Well, we are almost halfway through lockdown, and I'm feeling overwhelmed. I'm trying to keep up with a few online courses that are moving at such a pace my head is spinning. I've started my Christmas shopping, plus, Oliver Twist is really, really long book, and I promised myself I'd finish it for book club on Saturday - I'm only 70% of the way through and have another 3 hrs 47 mins left to read, eeek.
If we are continually overcommitting and adding more onto our to-do list, we're not leaving any room for ourselves - which will lead to burn out, overwhelm, stress, and anxiety.
From smartphone notifications to endless emails, we are constantly faced with endless distractions and commitments. The pace of modern life, with its daily stresses and strains, has caused our breathing to act as if we are always overwhelmed, stressed and anxious.
When the body's stress hormones kick in – your heartbeat quickens, you may start breathing faster, and your entire body can feel tense. However, learning to breathe correctly again, can reverse this process and bring the mind and body back to its natural balance. So, this week, let's hit the pause button and give ourselves time to exhale.
You may not be aware, but your breath is the greatest asset you have, It helps you to feel whole and in complete control of your life, while still grounding you in the present moment. It can be a great focus and is used in many meditation techniques. The art of the breath sparks a sense of wonder and curiosity – the foundations of a happier and more meaningful life, and often allows us to accept ourselves with a kind and loving attitude.

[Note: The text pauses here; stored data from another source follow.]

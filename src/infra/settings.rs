//! Usage: Environment-sourced client settings (API origin, home URL, callback port).

use std::sync::OnceLock;

pub const DEFAULT_API_ORIGIN: &str = "http://127.0.0.1:8000";
pub const DEFAULT_HOME_URL: &str = "http://127.0.0.1:3000";
pub const DEFAULT_CALLBACK_PORT: u16 = 38123;

const ENV_API_ORIGIN: &str = "SCHOLARPATH_API_ORIGIN";
const ENV_HOME_URL: &str = "SCHOLARPATH_HOME_URL";
const ENV_CALLBACK_PORT: &str = "SCHOLARPATH_CALLBACK_PORT";

#[derive(Debug, Clone)]
pub struct ClientSettings {
    /// Base origin every API function targets. No function may resolve its own.
    pub api_origin: String,
    /// Where the browser lands after the callback route completes.
    pub home_url: String,
    /// Preferred loopback port for the callback listener.
    pub callback_port: u16,
}

impl Default for ClientSettings {
    fn default() -> Self {
        Self {
            api_origin: DEFAULT_API_ORIGIN.to_string(),
            home_url: DEFAULT_HOME_URL.to_string(),
            callback_port: DEFAULT_CALLBACK_PORT,
        }
    }
}

impl ClientSettings {
    pub fn from_env() -> Self {
        Self {
            api_origin: normalize_origin(std::env::var(ENV_API_ORIGIN).ok()),
            home_url: normalize_url(std::env::var(ENV_HOME_URL).ok(), DEFAULT_HOME_URL),
            callback_port: parse_port_fail_open(std::env::var(ENV_CALLBACK_PORT).ok()),
        }
    }
}

static SETTINGS: OnceLock<ClientSettings> = OnceLock::new();

/// Resolve settings once per process. Every caller observes the same origin.
pub fn get() -> &'static ClientSettings {
    SETTINGS.get_or_init(ClientSettings::from_env)
}

fn normalize_origin(raw: Option<String>) -> String {
    normalize_url(raw, DEFAULT_API_ORIGIN)
}

fn normalize_url(raw: Option<String>, default: &str) -> String {
    let value = raw
        .map(|v| v.trim().trim_end_matches('/').to_string())
        .filter(|v| !v.is_empty());
    value.unwrap_or_else(|| default.to_string())
}

fn parse_port_fail_open(raw: Option<String>) -> u16 {
    let Some(raw) = raw.map(|v| v.trim().to_string()).filter(|v| !v.is_empty()) else {
        return DEFAULT_CALLBACK_PORT;
    };
    match raw.parse::<u16>() {
        Ok(port) => port,
        Err(err) => {
            tracing::warn!(
                default = DEFAULT_CALLBACK_PORT,
                "invalid {ENV_CALLBACK_PORT} value, using default: {err}"
            );
            DEFAULT_CALLBACK_PORT
        }
    }
}

#[cfg(test)]
mod tests {
    use super::*;

    #[test]
    fn normalize_url_strips_trailing_slash() {
        assert_eq!(
            normalize_url(Some("https://api.scholarpath.io/".to_string()), DEFAULT_API_ORIGIN),
            "https://api.scholarpath.io"
        );
    }

    #[test]
    fn normalize_url_defaults_when_unset_or_blank() {
        assert_eq!(normalize_url(None, DEFAULT_API_ORIGIN), DEFAULT_API_ORIGIN);
        assert_eq!(
            normalize_url(Some("   ".to_string()), DEFAULT_API_ORIGIN),
            DEFAULT_API_ORIGIN
        );
    }

    #[test]
    fn parse_port_accepts_valid_values() {
        assert_eq!(parse_port_fail_open(Some("39000".to_string())), 39000);
    }

    #[test]
    fn parse_port_falls_back_on_garbage() {
        assert_eq!(parse_port_fail_open(Some("not-a-port".to_string())), DEFAULT_CALLBACK_PORT);
        assert_eq!(parse_port_fail_open(None), DEFAULT_CALLBACK_PORT);
    }
}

Physically, breathing relies on the powerful muscles of the diaphragm, the abdomen and the intercostal muscles between the ribs. Smaller secondary muscles help this process in the neck, shoulders and upper ribs. But if your breathing is out of sync, your abdomen tenses. This tension causes the secondary muscles to take on all the work.

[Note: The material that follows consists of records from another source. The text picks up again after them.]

//! Usage: Typed HTTP client for the ScholarPath API (one function per backend operation).

mod auth;
mod catalog;
pub mod types;

use crate::infra::credentials::TokenStore;
use crate::infra::settings::ClientSettings;
use crate::shared::error::{AppError, AppResult};
use serde::de::DeserializeOwned;
use std::sync::Arc;

pub struct ApiClient {
    http: reqwest::Client,
    origin: String,
    credentials: Arc<dyn TokenStore>,
}

impl ApiClient {
    pub fn new(origin: impl Into<String>, credentials: Arc<dyn TokenStore>) -> Self {
        let origin = origin.into().trim().trim_end_matches('/').to_string();
        Self {
            // No request timeout: a hanging transport hangs the caller.
            http: reqwest::Client::new(),
            origin,
            credentials,
        }
    }

    pub fn from_settings(settings: &ClientSettings, credentials: Arc<dyn TokenStore>) -> Self {
        Self::new(settings.api_origin.clone(), credentials)
    }

    pub fn origin(&self) -> &str {
        &self.origin
    }

    pub(crate) fn url(&self, path: &str) -> String {
        format!("{}{path}", self.origin)
    }

    /// Attach the bearer header when a token is currently stored. An absent
    /// token never short-circuits locally; the backend decides the outcome.
    pub(crate) fn authorized(&self, builder: reqwest::RequestBuilder) -> reqwest::RequestBuilder {
        match self.credentials.get_token() {
            Some(token) => builder.header(
                reqwest::header::AUTHORIZATION,
                format!("Bearer {token}"),
            ),
            None => builder,
        }
    }

    pub(crate) async fn execute<T: DeserializeOwned>(
        &self,
        builder: reqwest::RequestBuilder,
        fallback: &str,
    ) -> AppResult<T> {
        let body = self.execute_raw(builder, fallback).await?;
        match serde_json::from_str::<T>(&body) {
            Ok(value) => Ok(value),
            Err(err) => {
                tracing::warn!("response body did not match the expected shape: {err}");
                Err(AppError::decode(fallback))
            }
        }
    }

    pub(crate) async fn execute_no_body(
        &self,
        builder: reqwest::RequestBuilder,
        fallback: &str,
    ) -> AppResult<()> {
        self.execute_raw(builder, fallback).await.map(|_| ())
    }

    async fn execute_raw(
        &self,
        builder: reqwest::RequestBuilder,
        fallback: &str,
    ) -> AppResult<String> {
        let response = builder
            .send()
            .await
            .map_err(|e| format!("SYSTEM_ERROR: request failed: {e}"))?;

        let status = response.status();
        let body = response
            .text()
            .await
            .map_err(|e| format!("SYSTEM_ERROR: response read failed: {e}"))?;

        if !status.is_success() {
            tracing::debug!(status = status.as_u16(), "api request failed");
            let message =
                extract_error_detail(&body).unwrap_or_else(|| fallback.to_string());
            return Err(AppError::api(message));
        }

        Ok(body)
    }
}

/// Best-effort `detail` extraction from an error payload. Anything that is not
/// a JSON object with a non-empty string `detail` yields `None`.
fn extract_error_detail(body: &str) -> Option<String> {
    let value: serde_json::Value = serde_json::from_str(body).ok()?;
    value
        .get("detail")
        .and_then(serde_json::Value::as_str)
        .map(str::trim)
        .filter(|v| !v.is_empty())
        .map(str::to_string)
}

#[cfg(test)]
mod tests {
    use super::*;
    use crate::infra::credentials::MemoryTokenStore;

    #[test]
    fn extract_error_detail_reads_detail_field() {
        assert_eq!(
            extract_error_detail(r#"{"detail": "Incorrect password"}"#).as_deref(),
            Some("Incorrect password")
        );
    }

    #[test]
    fn extract_error_detail_rejects_non_string_detail() {
        assert_eq!(extract_error_detail(r#"{"detail": 42}"#), None);
        assert_eq!(extract_error_detail(r#"{"detail": ""}"#), None);
    }

    #[test]
    fn extract_error_detail_rejects_non_json_bodies() {
        assert_eq!(extract_error_detail("<html>boom</html>"), None);
        assert_eq!(extract_error_detail(""), None);
    }

    #[test]
    fn url_joins_origin_and_path() {
        let client = ApiClient::new(
            "http://127.0.0.1:8000/",
            Arc::new(MemoryTokenStore::new()),
        );
        assert_eq!(client.origin(), "http://127.0.0.1:8000");
        assert_eq!(
            client.url("/api/v1/auth/me"),
            "http://127.0.0.1:8000/api/v1/auth/me"
        );
    }
}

But be careful. These secondary muscles are only designed to take on 20% of the burden, so they can quickly become stressed. If this continues, it can lead to chronic tension in the shoulders and neck, often causing headaches, fatigue and shallow breathing.
To help manage stress and tackle anxiety, you could try practising relaxation techniques such as box breathing, also known as square breathing. It can heighten performance and concentration while also being a powerful stress reliever.

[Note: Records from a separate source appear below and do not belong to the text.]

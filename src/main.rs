use std::sync::Arc;
use std::time::Duration;

use scholarpath::{
    authorize_url, bind_callback_listener, settings, wait_for_callback, ApiClient, AppResult,
    FileTokenStore, InstitutionFilter, RegisterRequest, ScholarshipFilter, TokenStore,
};

const BROWSER_LOGIN_TIMEOUT: Duration = Duration::from_secs(300);

const USAGE: &str = "\
ScholarPath companion client

Usage:
  scholarpath login <username> <password>   Sign in with credentials
  scholarpath login --browser               Sign in through the browser
  scholarpath register <email> <username> <password>
  scholarpath me                            Show the signed-in user
  scholarpath logout                        Sign out
  scholarpath institutions [search]         Browse institutions
  scholarpath scholarships [search]         Browse scholarships
  scholarpath save <id>                     Bookmark a scholarship
  scholarpath saved                         List bookmarked scholarships
";

#[tokio::main]
async fn main() {
    let _log_guard = scholarpath::logging::init();

    // Panics land in the disk log for post-mortem diagnosis.
    std::panic::set_hook(Box::new(|panic_info| {
        let location = panic_info
            .location()
            .map(|l| format!("{}:{}:{}", l.file(), l.line(), l.column()))
            .unwrap_or_else(|| "unknown".to_string());
        tracing::error!(location = %location, "PANIC: application panicked at {location}");
    }));

    let args: Vec<String> = std::env::args().skip(1).collect();
    if let Err(err) = run(args).await {
        eprintln!("{err}");
        std::process::exit(1);
    }
}

async fn run(args: Vec<String>) -> AppResult<()> {
    let settings = settings::get();
    let store: Arc<FileTokenStore> = Arc::new(FileTokenStore::from_default_path()?);
    let client = ApiClient::from_settings(settings, store.clone());

    match args.first().map(String::as_str) {
        Some("login") if args.get(1).map(String::as_str) == Some("--browser") => {
            browser_login(settings, store, &client).await
        }
        Some("login") => {
            let (username, password) = two_args(&args, "login <username> <password>")?;
            let session = client.login(username, password).await?;
            store.set_token(&session.access_token);
            match session.user {
                Some(user) => println!("Signed in as {}", user.email),
                None => println!("Signed in"),
            }
            Ok(())
        }
        Some("register") => {
            let (Some(email), Some(username), Some(password)) =
                (args.get(1), args.get(2), args.get(3))
            else {
                return Err(
                    "SEC_INVALID_INPUT: usage: register <email> <username> <password>".into(),
                );
            };
            let user = client
                .register(&RegisterRequest {
                    email: email.clone(),
                    username: username.clone(),
                    password: password.clone(),
                    first_name: None,
                    last_name: None,
                })
                .await?;
            println!("Registered {}", user.email);
            Ok(())
        }
        Some("me") => {
            let user = client.current_user().await?;
            print_json(&user)
        }
        Some("logout") => {
            let result = client.logout().await;
            // Clearing never waits on the server reply.
            store.clear_token();
            if let Err(err) = result {
                tracing::warn!("server-side logout failed: {err}");
            }
            println!("Signed out");
            Ok(())
        }
        Some("institutions") => {
            let filter = InstitutionFilter {
                search: args.get(1).cloned(),
                ..Default::default()
            };
            print_json(&client.institutions(&filter).await?)
        }
        Some("scholarships") => {
            let filter = ScholarshipFilter {
                search: args.get(1).cloned(),
                ..Default::default()
            };
            print_json(&client.scholarships(&filter).await?)
        }
        Some("save") => {
            let id = args
                .get(1)
                .and_then(|raw| raw.parse::<i64>().ok())
                .ok_or_else(|| "SEC_INVALID_INPUT: usage: save <id>".to_string())?;
            client.save_scholarship(id).await?;
            println!("Saved scholarship {id}");
            Ok(())
        }
        Some("saved") => print_json(&client.saved_scholarships().await?),
        _ => {
            print!("{USAGE}");
            Ok(())
        }
    }
}

async fn browser_login(
    settings: &scholarpath::ClientSettings,
    store: Arc<FileTokenStore>,
    client: &ApiClient,
) -> AppResult<()> {
    let listener = bind_callback_listener(settings.callback_port).await?;
    let url = authorize_url(settings, listener.port())?;
    println!("Open this URL to sign in:\n\n  {url}\n");

    let outcome =
        wait_for_callback(listener, store.as_ref(), &settings.home_url, BROWSER_LOGIN_TIMEOUT)
            .await?;
    if !outcome.is_authenticated() {
        return Err("API_ERROR: browser sign-in failed".into());
    }

    let user = client.current_user().await?;
    println!("Signed in as {}", user.email);
    Ok(())
}

fn two_args<'a>(args: &'a [String], usage: &str) -> AppResult<(&'a str, &'a str)> {
    match (args.get(1), args.get(2)) {
        (Some(a), Some(b)) => Ok((a.as_str(), b.as_str())),
        _ => Err(format!("SEC_INVALID_INPUT: usage: {usage}").into()),
    }
}

fn print_json(value: &impl serde::Serialize) -> AppResult<()> {
    let rendered = serde_json::to_string_pretty(value)
        .map_err(|e| format!("SYSTEM_ERROR: failed to render output: {e}"))?;
    println!("{rendered}");
    Ok(())
}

This easy breathing technique can be beneficial to anyone, especially those who want to reduce stress.
Try it for yourself
If you are feeling overwhelmed by this lockdown, or simply need to press pause, here is a five-minute breathing technique to get you started.
Try to be in a stress-free, quiet environment where you can focus on your breathing. Make sure that you're seated upright in a comfortable position. I like to sit in the easy yoga pose, Sukhasana, but you can also sit comfortably in a chair with your feet flat on the floor.
Keeping your hands relaxed in your lap with your palms facing up, focus on your posture. Sitting up straight helps you to take deep breaths.
Take a moment to notice how you are breathing. Breathe through your nose, and use your diaphragm to breath deep and open up the chest. Once you've done this for a couple of time, start adding a count.
Inhale slowly and deeply to the count of four, feel the air fill your lungs, and your chest expand. Hold your breath for another slow count of four. Exhale for another four counts, getting all the oxygen out of your lungs, and feeling the air leaving your body. Hold your breath again. Hold your breath for the same slow count of four before repeating this process.
We can't escape the modern world and its stresses, but we can all learn to control our breathing and reconnect our minds and bodies with the power of simple breathwork.
So, this week, I will remember to Breathe.
I will not let worry control me.
I will simply breathe, and it will all be ok.